I risultati fanno giustizia anche di Mariano Ferro e del Movimento dei Forconi (1,5%, cioè 0,7 reale), distruggendo quanto aveva costruito solo 10 mesi fa, non solo in mobilitazione, ma anche in speranze diffuse e in spirito di lotta. Lo avevamo detto e predetto che sarebbe stata la fine dei “forconi”, quelli che dovevamo mandare a casa la classe dirigente, e sono stati mandati a casa dalla maggioranza della popolazione.
Dalle elezioni siciliane escono tutti sconfitti; tutti i partiti (e Grillo stesso), non a caso sono stati acerrimi nemici dell’astensionismo, e tutti ancora continuano con la loro retorica sul cambiamento in atto, fingendo di ignorare il fatto nuovo che, invece, li dovrebbe indurre a dimettersi e tornare a casa.
Cambiamento con il PD al governo (dov’è stato da oltre due anni)?, che forse dovrà allearsi con Miccichè e quelli di Lombardo per avere una maggioranza stabile? cambiamento perché quindici ragazzotti a 5 Stelle faranno i bravi onorevoli, facendosi chiamare “cittadini”? Cambiamento perché su 90 deputati 15 sono donne?! Ci sembra surreale e irreale. Una presa per i fondelli che non funziona più.

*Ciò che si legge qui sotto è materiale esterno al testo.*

//! Run-length encoding of slot sequences.
//!
//! A compressed stream is a sequence of groups, each group is a run of zero slots followed by a
//! single value word:
//!
//! - The run length is written as one or more words. A word equal to [`CONTINUE_RUN`] adds
//!   65535 zeros and the run continues with the next word, any smaller word ends the run.
//! - The value word is the non-zero slot that ends the run (1 for a pulse, or a photon count),
//!   or 0 when the run of zeros ends without an occupied slot.
//!
//! For example `[0, 0, 1, 0, 0, 0]` is encoded as `[2, 1, 3, 0]`.

use crate::{Error, Result};

/// A run-length word meaning "65535 zeros, continued by the next word".
pub const CONTINUE_RUN: u16 = u16::MAX;

/// Encode slots into run-length words, appending them to `words`.
///
/// Slot values above 65535 saturate.
pub fn encode(slots: &[u32], words: &mut Vec<u16>) {
    let mut run = 0;
    for &slot in slots {
        if slot == 0 {
            run += 1;
        } else {
            push_run(run, words);
            words.push(slot.min(u16::MAX as u32) as u16);
            run = 0;
        }
    }
    if run > 0 {
        push_run(run, words);
        words.push(0);
    }
}

fn push_run(mut run: usize, words: &mut Vec<u16>) {
    while run >= CONTINUE_RUN as usize {
        words.push(CONTINUE_RUN);
        run -= CONTINUE_RUN as usize;
    }
    words.push(run as u16);
}

/// Decode run-length words, appending the slots to `slots`.
///
/// # Errors
///
/// [`Error::Truncated`] if the words end before a group is complete.
pub fn decode(words: &[u16], slots: &mut Vec<u32>) -> Result<()> {
    let mut words = words.iter().copied();
    while let Some(mut word) = words.next() {
        let mut run = word as usize;
        while word == CONTINUE_RUN {
            word = words.next().ok_or(Error::Truncated)?;
            run += word as usize;
        }
        let value = words.next().ok_or(Error::Truncated)?;
        slots.resize(slots.len() + run, 0);
        if value != 0 {
            slots.push(value as u32);
        }
    }
    Ok(())
}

Per noi astensionisti non c’è certo di che cantare vittoria. C’è, semmai, da intercettare il malcontento crescente, la disponibilità delle frange più coscienti protagoniste di questo rifiuto elettorale, ad agire di conseguenza facendo crescere e rafforzando un movimento dal basso, estraneo alle istituzioni, portatore di cambiamento vero: giustizia sociale, eguaglianza, autogoverno, libertà.